The book is aimed at anyone interested in understanding better what the EU is and how it works, especially in the context of Ireland’s current EU presidency. It could be useful both in universities and for school students from transition year upwards.
The book is available free, in both digital and hard copy form, from the website of the European Commission Representation in Ireland. Although supported by the Commission and the Institute of International and European Affairs, the contents of the book are entirely his own.

Jacqueline Rose awarded PEN Pinter Prize
English PEN has awarded writer, academic and feminist critic Jacqueline Rose the PEN Pinter Prize 2026. Rose will receive the award at a ceremony at the British Library on October 8th, where she will deliver an address. Tickets are available here.
Rose said: “I never imagined I would join such illustrious and courageous company, those who in past years have received this prize, and the PEN movement in its ongoing struggle against oppression and injustice. I am honoured to join their ranks at a time when racial and sexual violence, state torture, and daily violations of international humanitarian law, from Gaza to Ukraine and Sudan, cast their shadow across a shrinking planet.

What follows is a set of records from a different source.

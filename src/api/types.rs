use serde::{Deserialize, Serialize};

use crate::models::{DurationBucket, Style};

#[derive(Debug, Serialize)]
pub struct ApiResponse<T> {
    pub success: bool,
    #[serde(skip_serializing_if = "Option::is_none")]
    pub data: Option<T>,
    #[serde(skip_serializing_if = "Option::is_none")]
    pub error: Option<String>,
}

impl<T> ApiResponse<T> {
    pub const fn success(data: T) -> Self {
        Self {
            success: true,
            data: Some(data),
            error: None,
        }
    }

    pub fn error(message: impl Into<String>) -> Self {
        Self {
            success: false,
            data: None,
            error: Some(message.into()),
        }
    }
}

#[derive(Debug, Serialize, Deserialize)]
pub struct HealthResponse {
    pub status: String,
}

#[derive(Debug, Serialize)]
pub struct StyleDto {
    pub value: &'static str,
    pub label: &'static str,
}

impl From<Style> for StyleDto {
    fn from(style: Style) -> Self {
        Self {
            value: style.as_str(),
            label: style.label(),
        }
    }
}

#[derive(Debug, Serialize)]
pub struct DurationDto {
    pub value: &'static str,
    pub label: &'static str,
    pub scenes: usize,
    pub scene_duration: &'static str,
}

impl From<DurationBucket> for DurationDto {
    fn from(duration: DurationBucket) -> Self {
        Self {
            value: duration.as_str(),
            label: duration.label(),
            scenes: duration.scene_count(),
            scene_duration: duration.scene_duration(),
        }
    }
}

#[derive(Debug, Serialize)]
pub struct SystemStatus {
    pub version: String,
    pub uptime: u64,
    pub metrics_enabled: bool,
    pub styles: Vec<StyleDto>,
    pub fallback_style: &'static str,
    pub durations: Vec<DurationDto>,
}
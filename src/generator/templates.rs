//! Literal template content keyed by [`Style`].
//!
//! Every style owns one [`StyleTemplates`] entry. Scene flavour fields are
//! optional: a style without its own phrasing, or a tag that does not parse
//! to a style at all, uses the generic text below.

use crate::models::Style;

/// Placeholder replaced by the theme in synopsis templates.
pub const THEME_SLOT: &str = "{tema}";

pub const GENERIC_OPENING_SCORE: &str = "Música atmosférica e envolvente";
pub const GENERIC_DEVELOPMENT_MOTION: &str = "smooth transitions, layered depth";
pub const GENERIC_CLIMAX_REVEAL: &str = "emotional crescendo";
pub const GENERIC_COMPANION_LINE: &str = "Vamos em frente!";

#[derive(Debug)]
pub struct StyleTemplates {
    pub title_prefixes: [&'static str; 4],

    /// Contains [`THEME_SLOT`] exactly once.
    pub synopsis: &'static str,

    pub opening_score: Option<&'static str>,

    pub development_motion: Option<&'static str>,

    pub climax_reveal: Option<&'static str>,

    /// Second line spoken on even development scenes.
    pub companion_line: Option<&'static str>,
}

static TERROR: StyleTemplates = StyleTemplates {
    title_prefixes: ["O Segredo de", "A Maldição de", "O Mistério de", "Sombras em"],
    synopsis: "Uma história assustadora sobre {tema}. Prepare-se para momentos de tensão e sustos que vão prender sua atenção do início ao fim. Elementos sobrenaturais e atmosfera sombria criam uma experiência aterrorizante.",
    opening_score: Some("Música tensa e misteriosa"),
    development_motion: None,
    climax_reveal: Some("shocking twist visual"),
    companion_line: Some("Você ouviu isso?"),
};

static MISTERIO: StyleTemplates = StyleTemplates {
    title_prefixes: ["O Enigma de", "O Caso", "Investigando", "Os Segredos de"],
    synopsis: "Um intrigante mistério envolvendo {tema}. Pistas são reveladas gradualmente, levando a uma conclusão surpreendente que vai desafiar suas expectativas.",
    opening_score: None,
    development_motion: None,
    climax_reveal: None,
    companion_line: None,
};

static FICCAO: StyleTemplates = StyleTemplates {
    title_prefixes: ["Além de", "Viagem para", "A Dimensão de", "Futuro"],
    synopsis: "Uma aventura de ficção científica explorando {tema}. Tecnologia avançada, conceitos futuristas e dilemas éticos se entrelaçam nesta narrativa épica.",
    opening_score: None,
    development_motion: None,
    climax_reveal: None,
    companion_line: None,
};

static DRAMA: StyleTemplates = StyleTemplates {
    title_prefixes: ["A História de", "Memórias de", "O Dilema de", "Entre"],
    synopsis: "Um drama emocionante sobre {tema}. Personagens profundos enfrentam desafios pessoais e decisões difíceis que mudarão suas vidas para sempre.",
    opening_score: None,
    development_motion: None,
    climax_reveal: None,
    companion_line: None,
};

static COMEDIA: StyleTemplates = StyleTemplates {
    title_prefixes: ["As Aventuras de", "Confusões em", "O Dia Que", "Risadas em"],
    synopsis: "Uma comédia divertida sobre {tema}. Situações hilárias e diálogos espirituosos garantem risadas do início ao fim.",
    opening_score: Some("Música alegre e animada"),
    development_motion: None,
    climax_reveal: None,
    companion_line: None,
};

static ACAO: StyleTemplates = StyleTemplates {
    title_prefixes: ["A Missão", "Caçada em", "Fuga de", "Batalha em"],
    synopsis: "Uma ação explosiva envolvendo {tema}. Cenas de tirar o fôlego, adrenalina pura e uma narrativa dinâmica mantêm você na ponta da cadeira.",
    opening_score: None,
    development_motion: Some("fast-paced action, intense motion blur"),
    climax_reveal: None,
    companion_line: None,
};

static MOTIVACIONAL: StyleTemplates = StyleTemplates {
    title_prefixes: ["Superando", "A Jornada de", "Transformação", "O Poder de"],
    synopsis: "Uma história inspiradora sobre {tema}. Superação, determinação e transformação pessoal mostram que é possível alcançar o impossível.",
    opening_score: None,
    development_motion: None,
    climax_reveal: None,
    companion_line: None,
};

static EDUCATIVO: StyleTemplates = StyleTemplates {
    title_prefixes: ["Entendendo", "A Ciência de", "Como Funciona", "Descobrindo"],
    synopsis: "Um conteúdo educativo sobre {tema}. Informações valiosas apresentadas de forma clara e envolvente para facilitar o aprendizado.",
    opening_score: None,
    development_motion: None,
    climax_reveal: None,
    companion_line: None,
};

#[must_use]
pub fn for_style(style: Style) -> &'static StyleTemplates {
    match style {
        Style::Terror => &TERROR,
        Style::Misterio => &MISTERIO,
        Style::Ficcao => &FICCAO,
        Style::Drama => &DRAMA,
        Style::Comedia => &COMEDIA,
        Style::Acao => &ACAO,
        Style::Motivacional => &MOTIVACIONAL,
        Style::Educativo => &EDUCATIVO,
    }
}

/// Templates for a raw tag, using the fallback style when it is unknown.
#[must_use]
pub fn for_tag(tag: &str) -> &'static StyleTemplates {
    for_style(Style::resolve(tag))
}
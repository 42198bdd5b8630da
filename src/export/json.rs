use super::ExportError;
use crate::models::Script;

/// Pretty-printed JSON with the same field names as the generation endpoint.
pub fn render(script: &Script) -> Result<String, ExportError> {
    Ok(serde_json::to_string_pretty(script)?)
}

pub fn parse(content: &str) -> Result<Script, ExportError> {
    Ok(serde_json::from_str(content)?)
}

#[cfg(test)]
mod tests {
    use super::*;
    use crate::generator::ScriptGenerator;
    use crate::models::GenerationRequest;

    #[test]
    fn test_json_export_parses_back() {
        let request = GenerationRequest::new("um farol assombrado", "terror", "medio");
        let script = ScriptGenerator::default().generate(&request);

        let exported = render(&script).unwrap();
        assert!(exported.contains("\n  \"titulo\": "));

        assert_eq!(parse(&exported).unwrap(), script);
    }

    #[test]
    fn test_parse_rejects_garbage() {
        assert!(matches!(parse("{not json"), Err(ExportError::Json(_))));
    }
}
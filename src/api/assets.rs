//! Embedded single-page form.

use axum::{
    body::Body,
    http::{Uri, header},
    response::{IntoResponse, Response},
};
use rust_embed::RustEmbed;

use super::ApiError;

#[derive(RustEmbed)]
#[folder = "ui"]
struct Asset;

const INDEX: &str = "index.html";

/// Serves files from `ui/`. Extension-less paths get the form page; a missing
/// file with an extension is a 404.
pub async fn serve_asset(uri: Uri) -> Result<Response, ApiError> {
    let path = uri.path().trim_start_matches('/');

    if path.starts_with("api/") {
        return Err(ApiError::not_found("Route", uri.path()));
    }

    let path = if path.is_empty() { INDEX } else { path };

    if let Some(response) = embedded(path) {
        return Ok(response);
    }

    let has_extension = path
        .rsplit('/')
        .next()
        .is_some_and(|name| name.contains('.'));

    if has_extension {
        return Err(ApiError::not_found("Asset", path));
    }

    embedded(INDEX).ok_or_else(|| ApiError::not_found("Asset", INDEX))
}

fn embedded(path: &str) -> Option<Response> {
    let content = Asset::get(path)?;
    let mime = mime_guess::from_path(path).first_or_octet_stream();

    let cache_control = if path == INDEX {
        "no-cache"
    } else {
        "public, max-age=3600"
    };

    Some(
        (
            [
                (header::CONTENT_TYPE, mime.as_ref()),
                (header::CACHE_CONTROL, cache_control),
            ],
            Body::from(content.data),
        )
            .into_response(),
    )
}
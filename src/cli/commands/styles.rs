//! List styles command handler

use crate::models::{DurationBucket, Style};

pub fn cmd_styles() {
    println!("Styles");
    println!("{:-<50}", "");
    for style in Style::ALL {
        let marker = if style == Style::FALLBACK {
            " (fallback)"
        } else {
            ""
        };
        println!("  {:<14} {}{}", style.as_str(), style.label(), marker);
    }

    println!();
    println!("Durations");
    println!("{:-<50}", "");
    for duration in DurationBucket::ALL {
        println!(
            "  {:<14} {} | {} scenes of {}",
            duration.as_str(),
            duration.label(),
            duration.scene_count(),
            duration.scene_duration()
        );
    }
}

“This prize will help me to speak out more boldly, and go some way to meet the self-reproach: Why has horror been given free rein? What more could I have done, and still do, to help create a fairer world?”
Rose was chosen by this year’s judges: Chair of English PEN Ruth Borthwick, playwright Tanika Gupta and writer and poet Will Harris.

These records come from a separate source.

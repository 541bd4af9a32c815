//! Raw observation types and the region adapter contract.
//!
//! Every scalar stays a string exactly as the scraper extracted it
//! (`"1,350,500"`, `"1 in 4.25"`, `"$50 A WEEK FOR LIFE"`). Numbers that a
//! JSON-speaking source already typed are accepted and stringified, so the
//! reconciler applies one parsing policy to every region.

use std::fmt;

use serde::de::Deserializer;
use serde::{Deserialize, Serialize};

// ---------------------------------------------------------------------------
// Raw types
// ---------------------------------------------------------------------------

/// One prize tier as observed on a source page, in source order.
#[derive(Debug, Clone, Default, PartialEq, Eq, Serialize, Deserialize)]
pub struct RawTier {
    /// Tier label as published (e.g. `"$100,000"`, `"FREE TICKET"`).
    #[serde(default, deserialize_with = "loose_string")]
    pub label: Option<String>,
    /// Prizes printed for this tier.
    #[serde(default, deserialize_with = "loose_string")]
    pub total: Option<String>,
    /// Prizes already paid out.
    #[serde(default, alias = "paid", deserialize_with = "loose_string")]
    pub claimed: Option<String>,
    /// Prizes not yet claimed.
    #[serde(default, alias = "available", deserialize_with = "loose_string")]
    pub remaining: Option<String>,
    /// Per-tier odds (`"1 in 480,000"`).
    #[serde(default, deserialize_with = "loose_string")]
    pub odds: Option<String>,
    /// Value text when the source publishes it apart from the label.
    #[serde(default, deserialize_with = "loose_string")]
    pub value: Option<String>,
}

impl RawTier {
    pub fn labelled(label: impl Into<String>) -> Self {
        Self {
            label: Some(label.into()),
            ..Self::default()
        }
    }

    pub fn total(mut self, v: impl Into<String>) -> Self {
        self.total = Some(v.into());
        self
    }

    pub fn claimed(mut self, v: impl Into<String>) -> Self {
        self.claimed = Some(v.into());
        self
    }

    pub fn remaining(mut self, v: impl Into<String>) -> Self {
        self.remaining = Some(v.into());
        self
    }

    pub fn odds(mut self, v: impl Into<String>) -> Self {
        self.odds = Some(v.into());
        self
    }

    pub fn value(mut self, v: impl Into<String>) -> Self {
        self.value = Some(v.into());
        self
    }
}

/// Top-level fields of one game plus its tiers, as observed.
#[derive(Debug, Clone, Default, PartialEq, Eq, Serialize, Deserialize)]
pub struct RawGame {
    #[serde(default, deserialize_with = "loose_string")]
    pub game_id: Option<String>,
    #[serde(default, deserialize_with = "loose_string")]
    pub name: Option<String>,
    /// Region code; the caller's region is used when absent.
    #[serde(default, alias = "region", deserialize_with = "loose_string")]
    pub state: Option<String>,
    #[serde(default, deserialize_with = "loose_string")]
    pub price: Option<String>,
    #[serde(default, deserialize_with = "loose_string")]
    pub url: Option<String>,
    #[serde(default)]
    pub image_urls: Vec<String>,
    #[serde(default, deserialize_with = "loose_string")]
    pub how_to_play: Option<String>,
    #[serde(default, deserialize_with = "loose_string")]
    pub description: Option<String>,
    /// Overall odds of winning any prize (`"1 in 3.92"`).
    #[serde(default, deserialize_with = "loose_string")]
    pub overall_odds: Option<String>,
    /// Tickets printed, for sources that publish it directly.
    #[serde(default, deserialize_with = "loose_string")]
    pub tickets_printed: Option<String>,
    #[serde(default)]
    pub tiers: Vec<RawTier>,
}

/// Accept a JSON string or number; `null` and blank strings become `None`.
fn loose_string<'de, D>(d: D) -> Result<Option<String>, D::Error>
where
    D: Deserializer<'de>,
{
    #[derive(Deserialize)]
    #[serde(untagged)]
    enum Loose {
        Str(String),
        Num(serde_json::Number),
        Bool(bool),
    }

    Ok(match Option::<Loose>::deserialize(d)? {
        None => None,
        Some(Loose::Str(s)) if s.trim().is_empty() => None,
        Some(Loose::Str(s)) => Some(s),
        Some(Loose::Num(n)) => Some(n.to_string()),
        Some(Loose::Bool(b)) => Some(b.to_string()),
    })
}

// ---------------------------------------------------------------------------
// Error type
// ---------------------------------------------------------------------------

/// Errors a [`RegionSource`] may return.
#[derive(Debug)]
pub enum SourceError {
    /// Reading the observations failed.
    Io(String),
    /// The observations could not be decoded.
    Decode { line: Option<usize>, msg: String },
}

impl fmt::Display for SourceError {
    fn fmt(&self, f: &mut fmt::Formatter<'_>) -> fmt::Result {
        match self {
            SourceError::Io(msg) => write!(f, "source io error: {msg}"),
            SourceError::Decode {
                line: Some(line),
                msg,
            } => write!(f, "source decode error at line {line}: {msg}"),
            SourceError::Decode { line: None, msg } => {
                write!(f, "source decode error: {msg}")
            }
        }
    }
}

impl std::error::Error for SourceError {}

// ---------------------------------------------------------------------------
// Adapter trait
// ---------------------------------------------------------------------------

/// One region's extraction recipe, seen from the core.
///
/// Implementations do whatever fetching and markup parsing their site
/// needs and return every game they found, tiers in source order. The
/// core never depends on how many regions exist.
pub trait RegionSource {
    /// Region code stamped on games that do not carry one (e.g. `"id"`).
    fn region(&self) -> &str;

    /// All raw game observations for this run.
    fn games(&self) -> Result<Vec<RawGame>, SourceError>;
}

// ---------------------------------------------------------------------------
// Tests
// ---------------------------------------------------------------------------

#[cfg(test)]
mod tests {
    use super::*;

    struct FixedSource {
        games: Vec<RawGame>,
    }

    impl RegionSource for FixedSource {
        fn region(&self) -> &str {
            "id"
        }

        fn games(&self) -> Result<Vec<RawGame>, SourceError> {
            Ok(self.games.clone())
        }
    }

    #[test]
    fn source_is_object_safe() {
        let src: Box<dyn RegionSource> = Box::new(FixedSource {
            games: vec![RawGame::default()],
        });
        assert_eq!(src.region(), "id");
        assert_eq!(src.games().unwrap().len(), 1);
    }

    #[test]
    fn numbers_are_stringified() {
        let t: RawTier =
            serde_json::from_str(r#"{"label":"$5","total":1200,"available":"1,100","odds":4.5}"#)
                .unwrap();
        assert_eq!(t.total.as_deref(), Some("1200"));
        assert_eq!(t.remaining.as_deref(), Some("1,100"));
        assert_eq!(t.odds.as_deref(), Some("4.5"));
        assert_eq!(t.claimed, None);
    }

    #[test]
    fn blank_and_null_are_missing() {
        let t: RawTier = serde_json::from_str(r#"{"label":"$5","total":" ","paid":null}"#).unwrap();
        assert_eq!(t.total, None);
        assert_eq!(t.claimed, None);
    }

    #[test]
    fn aliases_accepted() {
        let g: RawGame =
            serde_json::from_str(r#"{"game_id":"0042","region":"pa","tiers":[{"paid":"3"}]}"#)
                .unwrap();
        assert_eq!(g.state.as_deref(), Some("pa"));
        assert_eq!(g.tiers[0].claimed.as_deref(), Some("3"));
    }

    #[test]
    fn builder_sets_fields() {
        let t = RawTier::labelled("$100").total("10").remaining("4").odds("1 in 5000");
        assert_eq!(t.label.as_deref(), Some("$100"));
        assert_eq!(t.total.as_deref(), Some("10"));
        assert_eq!(t.remaining.as_deref(), Some("4"));
        assert_eq!(t.odds.as_deref(), Some("1 in 5000"));
    }

    #[test]
    fn error_display() {
        let e = SourceError::Decode {
            line: Some(3),
            msg: "expected value".to_string(),
        };
        assert_eq!(e.to_string(), "source decode error at line 3: expected value");
        assert_eq!(
            SourceError::Io("denied".to_string()).to_string(),
            "source io error: denied"
        );
    }
}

Borthwick said: “Jacqueline Rose, in her role as one of our leading public intellectuals, has embraced the challenge that Harold Pinter set out in his 2005 Nobel speech: to be a citizen of the world, and to seek to define “the real truth of our lives” through “unflinching, unswerving, fierce intellectual determination”.
“As we face a world in crisis, on so many levels, we need Jacqueline Rose’s thoughtful and incisive analysis to cut through the suffocating layers of obfuscation and denial that beset us, so that we can understand our common humanity and make sense of the world we all inhabit.
“Her sheer range is formidable: on violence in its many forms – from abuse of women to state and political violence, as in her work on South Africa – to inequalities laid bare by the Covid-19 pandemic, the demonisation of mothers, and the history of feminism, to name just some of the many subjects about which she has written brilliantly. Jacqueline Rose is a dazzling winner of the PEN Pinter Prize 2026.”